Therefore coexist ridge magmatism, hot spot magmatism and triple junction tectonic in predominantly submarine surroundings. The azorian Islands are at the top of a vast region strongly elevated when compared to the surrounding ocean floor, i.e., the Azores platform.
Hydrothermal vent fields
Hydrothermal vents are chimneys laying on the seafloor and formed by precipitation of primarily metal sulfides and sulfates when hot hydrothermal fluids mix with seawater. Black smokers are ejected with temperatures generally above 330ºC and the methane and sulphur concentrate in extremely toxic environments. These natural pollution labs are the new scientific enthusiasm of Azores, a kind of geothermic project of the XXI century, a new field full of commercial and research potentialities.
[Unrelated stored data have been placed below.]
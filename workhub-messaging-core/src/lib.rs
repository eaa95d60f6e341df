//! Event propagation between workhub services.
//!
//! Services keep local replicas of people and service offerings owned by
//! other services. Replicas are fed by events on topic exchanges, addressed
//! by routing keys of the form `source.entity.action_destination`.
//!
//! - [`routing`]: encode/decode of routing keys and topic pattern matching.
//! - [`producer::Publisher`]: fan-out of one committed write to its interest set.
//! - [`Dispatcher`]: consumer-side filtering and routing to replica handlers.
//! - [`replica`]: idempotent handlers and the store contract they write through.
//! - [`catalog`]: declared event types, destinations and queue topology.

pub mod bus;
pub mod catalog;
pub mod consumer;
pub mod dispatch;
pub mod error;
pub mod handler;
pub mod memory;
pub mod producer;
pub mod replica;
pub mod routing;
pub mod telemetry;
pub mod types;

pub use bus::EventBus;
pub use dispatch::{DispatchOutcome, DispatchTable, Dispatcher, DropReason};
pub use error::MessagingError;
pub use handler::{AckMode, EventCallback};
pub use memory::InMemoryBroker;
pub use producer::{FanOutReport, PublishAttempt, Publisher};
pub use routing::RoutingKey;
pub use types::Envelope;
Submarine hydrothermalism in the Azores sea was known in 1992 when an American petrology mission dredged hydrothermal chimneys with living fauna, a real "Lucky Strike". In the follow year, the Alvin submersible visited for the first time the Lucky Strike hydrothermal field in a small mission where American, French and Portuguese scientists participated.
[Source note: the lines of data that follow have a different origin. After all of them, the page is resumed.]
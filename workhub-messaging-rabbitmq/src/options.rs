use std::time::Duration;

use workhub_messaging_core::{AckMode, MessagingError};

#[derive(Clone, Debug)]
pub struct RabbitMqOptions {
    pub uri: String,
    pub exchange: String,
    /// Service identity; also names the consumer tag.
    pub service: String,
    pub durable: bool,
    pub prefetch: u16,
    /// When true, enables publisher confirms and fails the publish on a broker NACK.
    pub confirms: bool,
    pub ack_mode: AckMode,
    /// Upper bound on connect, publish and close.
    pub operation_timeout: Duration,
}

impl RabbitMqOptions {
    pub fn new(uri: impl Into<String>, exchange: impl Into<String>, service: impl Into<String>) -> Self {
        Self {
            uri: uri.into(),
            exchange: exchange.into(),
            service: service.into(),
            durable: true,
            prefetch: 1,
            confirms: false,
            ack_mode: AckMode::OnReceipt,
            operation_timeout: Duration::from_millis(DEFAULT_TIMEOUT_MS),
        }
    }

    /// Reads the connection from the process environment. See [`Self::from_lookup`].
    pub fn from_env(exchange: &str) -> Result<Self, MessagingError> {
        Self::from_lookup(exchange, |var| std::env::var(var).ok())
    }

    /// `RABBITMQ_URI` wins; otherwise the URI is built from `RABBITMQ_HOST`,
    /// `RABBITMQ_PORT`, `RABBITMQ_USER`, `RABBITMQ_PASSWORD` and `RABBITMQ_VHOST`.
    /// `WORKHUB_SERVICE` is required. `RABBITMQ_PREFETCH`, `RABBITMQ_TIMEOUT_MS`,
    /// `RABBITMQ_CONFIRMS` and `WORKHUB_ACK_MODE` are optional.
    pub fn from_lookup<F>(exchange: &str, lookup: F) -> Result<Self, MessagingError>
    where
        F: Fn(&str) -> Option<String>,
    {
        let required = |var: &str| {
            lookup(var).ok_or_else(|| MessagingError::ConfigMissing {
                var: var.to_string(),
            })
        };

        let uri = match lookup("RABBITMQ_URI") {
            Some(uri) => uri,
            None => {
                let host = required("RABBITMQ_HOST")?;
                let port: u16 = parse_or(&lookup, "RABBITMQ_PORT", 5672)?;
                let user = required("RABBITMQ_USER")?;
                let password = required("RABBITMQ_PASSWORD")?;
                let vhost = lookup("RABBITMQ_VHOST").unwrap_or_else(|| "/".to_string());
                format!(
                    "amqp://{user}:{password}@{host}:{port}/{}",
                    vhost.replace('/', "%2f")
                )
            }
        };

        let mut opts = Self::new(uri, exchange, required("WORKHUB_SERVICE")?);
        opts.prefetch = parse_or(&lookup, "RABBITMQ_PREFETCH", 1)?;
        opts.confirms = parse_or(&lookup, "RABBITMQ_CONFIRMS", false)?;
        opts.operation_timeout =
            Duration::from_millis(parse_or(&lookup, "RABBITMQ_TIMEOUT_MS", DEFAULT_TIMEOUT_MS)?);
        opts.ack_mode = parse_or(&lookup, "WORKHUB_ACK_MODE", AckMode::OnReceipt)?;
        Ok(opts)
    }
}

const DEFAULT_TIMEOUT_MS: u64 = 5_000;

fn parse_or<F, T>(lookup: &F, var: &str, default: T) -> Result<T, MessagingError>
where
    F: Fn(&str) -> Option<String>,
    T: std::str::FromStr,
    T::Err: std::fmt::Display,
{
    match lookup(var) {
        None => Ok(default),
        Some(raw) => raw.parse().map_err(|e: T::Err| MessagingError::ConfigInvalid {
            var: var.to_string(),
            reason: e.to_string(),
        }),
    }
}

/// Dead-letter queue receiving deliveries rejected under [`AckMode::AfterHandler`].
pub fn dlq_queue(queue: &str) -> String {
    format!("{}.dlq", queue)
}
Four hydrothermal vent fields have been discovered in the South West of Faial Island: Lucky Strike (discovered in 1992), Menez Gwen (1994), Rainbow (1997) and Saldanha (1998). Nature distributed these four hydrothermal vents at different depths in the Atlantic ridge in a slow tectonic motion zone at divergent plate boundaries. Since then, important oceanographic missions have taken place there, in majority as a result of European projects.